After being born from his father's back, still on fire, Syrdon throws Batraz into the sea, where he dwells during his childhood. Batraz gained his powers by visiting the god-blacksmith Kurdalægonthe smith heats Batraz to white heat, then using tongs, throws him into the sea. From then on Batraz's great feats begin – he lives in the sky and is able to summon lightning bolts to aid the Narts. In one variant Batraz demands a huge amount of charcoal from the Narts, then with two dozen bellows the charcoal is heated, and Batraz is heated to white hot, he then jumps into the sea, and next kills many Narts. In a variant of this mythic motif Batraz becomes so hot - in order to avenge his father's death at the hands of certain other Narts - that he plunges, burning, through successive floors of a tower into a cauldron placed beneath it by Syrdon, and then goes on to kill the guilty Narts in revenge.
His feats include wreaking vengeance on a 'crooked giant' in retribution for violence against the young people of the Narts; and also upon Sainag-Aldar, the killer of his father Xamyc.
Batraz also appears in tales in which the Narts compete for a prize by boasting – often he is the winner in the boasting games.
Ultimately it is vengeance for his father that leads to his death - his father had a magic tooth than when shown allowed him to sleep with any woman of the Narts - his use of this led to Xamyc being killed in an ambush by other Narts who sought revenge for this. However Batraz takes revenge, and he starts killing and persecuting other Narts in cruel ways, then he begins to blame the heavenly spirits for his father's death. Eventually god has to intervene and put Batraz to death.

Batraz's sword

One aspect of Batraz's aspect is his representation of iron. Often is the tales his physical presence itself is used as a weapon, such as him smashing through the walls of a fortress.
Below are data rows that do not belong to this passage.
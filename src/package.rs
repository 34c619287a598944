//! Package descriptors and the aggregate handed to rendering.
//!
//! A [`PackageDescriptor`] is created once per classified manifest line and
//! not changed afterwards; the URL and mirror builders consume the descriptor
//! and return a new one. [`Food`] bundles the descriptors with the software
//! metadata that a food file header needs.

use crate::checksum::Checksum;
use crate::classifier::Platform;
use crate::resource::{ResourceTemplate, resolve_resource};
use crate::taxonomy::OsKind;
use serde::Serialize;
use std::collections::BTreeMap;

/// Descriptors keyed by artefact filename.
///
/// Ordered by filename so rendering is deterministic.
pub type PackageMap = BTreeMap<String, PackageDescriptor>;

/// One installable package for a single OS and architecture.
#[derive(Debug, Clone, PartialEq, Eq, Serialize)]
pub struct PackageDescriptor {
    os: OsKind,
    food_name: &'static str,
    arch: &'static str,
    resources: Vec<&'static ResourceTemplate>,
    url: String,
    mirrors: Option<Vec<String>>,
    sha256: Checksum,
}

impl PackageDescriptor {
    /// Build a descriptor for a resolved platform.
    ///
    /// The URL starts empty and there are no mirrors.
    ///
    /// # Examples
    ///
    /// ```
    /// use fish_feeder::classifier::resolve_platform;
    /// use fish_feeder::package::PackageDescriptor;
    ///
    /// let platform = resolve_platform("hugo_0.40.3_Linux-64bit.tar.gz").expect("known");
    /// let package = PackageDescriptor::new(platform, "deadbeef".into());
    /// assert_eq!(package.os().as_str(), "unix");
    /// assert_eq!(package.food_name(), "linux");
    /// assert_eq!(package.arch(), "amd64");
    /// assert!(package.url().is_empty());
    /// ```
    #[must_use]
    pub fn new(platform: Platform, sha256: Checksum) -> Self {
        Self {
            os: platform.os.kind,
            food_name: platform.os.food_name,
            arch: platform.arch,
            resources: vec![resolve_resource(platform.os.kind)],
            url: String::new(),
            mirrors: None,
            sha256,
        }
    }

    /// Return a copy of this descriptor with `url` set.
    #[must_use]
    pub fn with_url(self, url: impl Into<String>) -> Self {
        Self {
            url: url.into(),
            ..self
        }
    }

    /// Return a copy of this descriptor with the given mirror URLs.
    #[must_use]
    pub fn with_mirrors(self, mirrors: Vec<String>) -> Self {
        Self {
            mirrors: Some(mirrors),
            ..self
        }
    }

    /// The OS kind identifier (`unix` or `windows`).
    #[must_use]
    pub const fn os(&self) -> OsKind {
        self.os
    }

    /// The GoFish OS name, e.g. `darwin`.
    #[must_use]
    pub const fn food_name(&self) -> &'static str {
        self.food_name
    }

    /// The canonical architecture identifier, e.g. `amd64`.
    #[must_use]
    pub const fn arch(&self) -> &'static str {
        self.arch
    }

    /// The resources installed from this package.
    #[must_use]
    pub fn resources(&self) -> &[&'static ResourceTemplate] {
        &self.resources
    }

    /// The download URL, empty until filled in.
    #[must_use]
    pub fn url(&self) -> &str {
        &self.url
    }

    /// Mirror URLs, if any were set.
    #[must_use]
    pub fn mirrors(&self) -> Option<&[String]> {
        self.mirrors.as_deref()
    }

    /// The checksum copied from the manifest.
    #[must_use]
    pub const fn sha256(&self) -> &Checksum {
        &self.sha256
    }
}

/// Set every descriptor's URL to `<base>/<filename>`.
///
/// A trailing `/` on `base` is ignored.
///
/// # Examples
///
/// ```
/// use fish_feeder::manifest::parse_manifest;
/// use fish_feeder::package::with_download_base;
///
/// let packages = parse_manifest("abc  hugo_0.40.3_Linux-64bit.tar.gz\n".as_bytes())
///     .expect("readable");
/// let packages = with_download_base(packages, "https://example.test/v0.40.3/");
/// let package = packages.get("hugo_0.40.3_Linux-64bit.tar.gz").expect("classified");
/// assert_eq!(package.url(), "https://example.test/v0.40.3/hugo_0.40.3_Linux-64bit.tar.gz");
/// ```
#[must_use]
pub fn with_download_base(packages: PackageMap, base: &str) -> PackageMap {
    let trimmed = base.trim_end_matches('/');
    packages
        .into_iter()
        .map(|(filename, package)| {
            let url = format!("{trimmed}/{filename}");
            (filename, package.with_url(url))
        })
        .collect()
}

/// Give every descriptor one mirror URL per base, `<base>/<filename>`.
///
/// Bases are joined as in [`with_download_base`]. An empty `bases` slice
/// leaves the descriptors without mirrors.
///
/// # Examples
///
/// ```
/// use fish_feeder::manifest::parse_manifest;
/// use fish_feeder::package::with_mirror_bases;
///
/// let packages = parse_manifest("abc  hugo_0.40.3_Linux-64bit.tar.gz\n".as_bytes())
///     .expect("readable");
/// let packages = with_mirror_bases(packages, &["https://mirror.test/hugo/".to_owned()]);
/// let package = packages.get("hugo_0.40.3_Linux-64bit.tar.gz").expect("classified");
/// assert_eq!(
///     package.mirrors(),
///     Some(["https://mirror.test/hugo/hugo_0.40.3_Linux-64bit.tar.gz".to_owned()].as_slice())
/// );
/// ```
#[must_use]
pub fn with_mirror_bases(packages: PackageMap, bases: &[String]) -> PackageMap {
    if bases.is_empty() {
        return packages;
    }
    packages
        .into_iter()
        .map(|(filename, package)| {
            let mirrors = bases
                .iter()
                .map(|base| format!("{}/{filename}", base.trim_end_matches('/')))
                .collect();
            (filename, package.with_mirrors(mirrors))
        })
        .collect()
}

/// Software metadata for the food file header.
#[derive(Debug, Clone, Default, PartialEq, Eq, Serialize)]
pub struct FoodMetadata {
    /// Software name, also the binary name in resource paths.
    pub name: String,
    /// One-line human description.
    pub description: String,
    /// SPDX licence identifier.
    pub license: String,
    /// Project homepage URL.
    pub homepage: String,
    /// Free-form caveats shown after installation.
    pub caveats: String,
    /// Released version string.
    pub version: String,
}

/// Everything a food file is rendered from.
#[derive(Debug, Clone, PartialEq, Eq, Serialize)]
pub struct Food {
    /// Header metadata.
    #[serde(flatten)]
    pub metadata: FoodMetadata,
    /// Classified packages keyed by artefact filename.
    pub packages: PackageMap,
}

impl Food {
    /// Bundle metadata and packages.
    #[must_use]
    pub const fn new(metadata: FoodMetadata, packages: PackageMap) -> Self {
        Self { metadata, packages }
    }
}
//! Error types for the fish-feeder CLI.
//!
//! Each variant names the stage that failed so the single line printed by
//! `main` tells the user where to look.

use crate::fetch::FetchError;
use camino::Utf8PathBuf;
use fish_feeder::ManifestError;
use thiserror::Error;

/// Errors that can occur while generating a food file.
#[derive(Debug, Error)]
pub enum FeederError {
    /// The configuration file or the resolved settings are unusable.
    #[error("configuration error: {reason}")]
    Config {
        /// Description of the problem.
        reason: String,
    },

    /// An explicitly requested configuration file does not exist.
    #[error("config file not found at {path}")]
    ConfigNotFound {
        /// Path given with `--config`.
        path: Utf8PathBuf,
    },

    /// The manifest could not be fetched.
    #[error(transparent)]
    Fetch(#[from] FetchError),

    /// The manifest could not be read back for parsing.
    #[error(transparent)]
    Manifest(#[from] ManifestError),

    /// The food file template failed to render.
    #[error("failed to render food file: {reason}")]
    Render {
        /// Description of the template failure, including its causes.
        reason: String,
    },

    /// No manifest line could be classified into a package.
    #[error("no packages could be classified from {source_name}")]
    EmptyPackageMap {
        /// Where the manifest came from.
        source_name: String,
    },

    /// Writing output failed.
    #[error("I/O error: {0}")]
    Io(#[from] std::io::Error),
}

/// Result type for CLI operations.
pub type Result<T> = std::result::Result<T, FeederError>;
The tales where his hot self is plunged into water have been taken as a reference to the quenching of steel to make it harder.
In other aspects of his myth it is his sword that creates lightning, produced when it is swung to dispel evil spirits. In one version of the legend Batraz could only die when his sword was thrown into the Black Sea.

Ossetian aspects

Most of the stories of Batraz were collected in Ossetia.
According to legend the three main sanctuaries of Ossetia - Реком, Таранджелоз and Мыкалгабырта - were formed by the three tears wept by God upon the death of Batraz.
Additionally the Ossetians associated Batraz's name with thunderstorms in some local folklore. However, since Christianization, as a storm god he contends with the Christian figures of 'St. Wacilla'.

Etymology

Russian linguist and historian Nikolai Trubetzkoy proposed that the name Batraz was borrowed into Ossetic via a Kabardian source, as the phonology is impossible for a native Ossetic name. Trubetsky proposed that the name was borrowed by the Kabardians from an earlier, non-Ossetic, Iranian people who once lived in the region, and reconstructs the Old Iranian form as *Pitari-za, meaning "given birth to by the father".

Comparative mythology

As a 'god' who contends against the other gods Batraz takes a similar role as the Armenian Artavazd, and the Georgian Amirani. He has also been identified as corresponding to Prometheus in Greek Myth.
Dumézil also sees parallels between Batraz's unusual birth, and the Indian deity Indra.
He is sometimes seen as a possible precursor to King Arthur.